Technology has always been inseparable from the development of music. But in the 20th Century a rapid acceleration took place: a new ›machine music‹ came into existence, electronic musical instruments were developed and composers often turned into sound researchers. A problematic identification of technical change with musical progress became visible. ›Noise‹ was raised to the state of an art, and, quite often, audience and critics were shocked at this development. In pop and rock electroacoustics became the essence of music making and of musical aesthetics. Engineers with recording and reproducing equipment assumed increasing importance and the rise of studio aesthetics had a significant impact on the expectations of listeners in the concert hall. In view of all this, it seems correct to speek of a ›technologization‹ of musical aesthetics in the 20th Century.

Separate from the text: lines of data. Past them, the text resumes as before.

//! Transport abstraction layer for Quizcast.
//!
//! Provides the [`Transport`] and [`Connection`] traits the server is
//! written against, plus the WebSocket implementation browser clients
//! connect through.
//!
//! # Feature Flags
//!
//! - `websocket` (default) — WebSocket transport via `tokio-tungstenite`

#![allow(async_fn_in_trait)]

mod error;
#[cfg(feature = "websocket")]
mod websocket;

pub use error::TransportError;
#[cfg(feature = "websocket")]
pub use websocket::{WebSocketConnection, WebSocketTransport};

use std::fmt;
use std::net::SocketAddr;

/// Opaque identifier for a connection.
///
/// Player identity lives in the events, not here: this id exists for
/// logging and for the server's connection-to-player bookkeeping, so a
/// dropped socket can be mapped back to the rooms it had joined.
#[derive(Debug, Clone, Copy, PartialEq, Eq, Hash)]
pub struct ConnectionId(u64);

impl ConnectionId {
    /// Creates a new `ConnectionId` from a raw `u64`.
    pub fn new(id: u64) -> Self {
        Self(id)
    }

    /// Returns the underlying `u64` value.
    pub fn into_inner(self) -> u64 {
        self.0
    }
}

impl fmt::Display for ConnectionId {
    fn fmt(&self, f: &mut fmt::Formatter<'_>) -> fmt::Result {
        write!(f, "conn-{}", self.0)
    }
}

/// Accepts new incoming connections.
pub trait Transport: Send + Sync + 'static {
    /// The connection type produced by this transport.
    type Connection: Connection;
    /// The error type for transport operations.
    type Error: std::error::Error + Send + Sync;

    /// Waits for and accepts the next incoming connection.
    async fn accept(&mut self) -> Result<Self::Connection, Self::Error>;

    /// The local address the transport is bound to.
    fn local_addr(&self) -> std::io::Result<SocketAddr>;
}

/// A single connection that can send and receive messages.
pub trait Connection: Send + Sync + 'static {
    /// The error type for connection operations.
    type Error: std::error::Error + Send + Sync;

    /// Sends one message to the remote peer.
    async fn send(&self, data: &[u8]) -> Result<(), Self::Error>;

    /// Receives the next message from the remote peer.
    ///
    /// Returns `Ok(None)` when the connection is cleanly closed.
    async fn recv(&self) -> Result<Option<Vec<u8>>, Self::Error>;

    /// Closes the connection.
    async fn close(&self) -> Result<(), Self::Error>;

    /// Returns the unique identifier for this connection.
    fn id(&self) -> ConnectionId;
}

#[cfg(test)]
mod tests {
    use super::*;

    #[test]
    fn test_connection_id_new_and_into_inner() {
        let id = ConnectionId::new(42);
        assert_eq!(id.into_inner(), 42);
    }

    #[test]
    fn test_connection_id_display() {
        let id = ConnectionId::new(7);
        assert_eq!(id.to_string(), "conn-7");
    }

    #[test]
    fn test_connection_id_hash_works_as_map_key() {
        use std::collections::HashMap;
        let mut map = HashMap::new();
        map.insert(ConnectionId::new(1), "alice");
        map.insert(ConnectionId::new(2), "bob");
        assert_eq!(map[&ConnectionId::new(1)], "alice");
    }
}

The present volume brings together articles by musicologists, composers, engineers and historians of technology. They analyze select aspects of the relationship between music and technology, treating music as a whole and dealing with production as well as with consumption of music and with art music as well as with popular music. They show that, by technological means, a degree of artistic virtuosity could be achieved which surpassed the performances of even the greatest musical virtuosos. They analyse the process of invention and diffusion of new musical instruments like the Moog electronic music synthesizer and, in Japan, the adaption of Western musical instruments with its cultural, technological and business implications. Contributors make clear, how and why formerly undesirable sounds of the electric guitar became desirable, giving expression to a new popular music aesthetics, and why, mainly as a consequence of early recording conditions, the violine vibrato, once considered as inartistic, became an artistic ideal. Audio engineers, it is shown, gained increasing importance in the definition of music aesthetics, but, in rock music, the balance of power shifted from engineers and record producers to the performers themselves. The latest developments in the visualization of music will be analysed as well as the effects of technical change on musicians and on music education.
content:
Barbara Barthelmes, Music and the Metropolis;
Hans-Joachim Braun, ›Moving On‹: Airplanes and Locomotives in 20th Century Music;
Karin Bijsterfeld, ›A Servile Imitation‹; Disputes about Machines in Music, 1910-1930;
Martha Brech, New Technology – New Artistic Genres: Changes in the Concept and Aesthetics of Music;
Hugh Davies; Electronic Instruments: Classification and Mechanisms;
Bernd Enders, Musical Education and the New Media: The Current Situation and Perspectives for the Future;
Thomas Gerwin, Musical Users Interfaces;
Jürgen Hocker, Conlon Nancarrow and the Player Piano;
Geoffrey Hindley, Keyboards, Crankshafts and Communication: The Musical Mindest of Western Technology;
Mark Katz, Aesthetics out of Exigency: Violin Vibrato and the Phonograph;
Tatsuya Kobayashi, ›It all began with a Broken Organ‹. Yamaha in Japan’s Music Development; James P. Kraft, Capitalism, Technology and American Musicians;
Alexander B. Magoun, The Origins of the 45-RPM Record at RCA Victor, 1939-1948;
Rebecca McSwain, Reversing the Reverse Salient in Electric Guitar Technology: Noise, Humbuckers and Jimi Hendrix;
Andrew Millard, Tape Recording and Music Making; Helga de la Motte-Haber, Aesthetic Problems of Soundsampling;
Trevor Pinch, The Social Construction of the Synthesizer;
Istvan Pintér, Sound Microscopy and Music Development;
Susan Schmidt Horning, The Evolution of Commercial Recording Studios, 1940s-1970s;
Elena Ungeheuer, Concepts of Technology in the Beginnings of Electronic Music.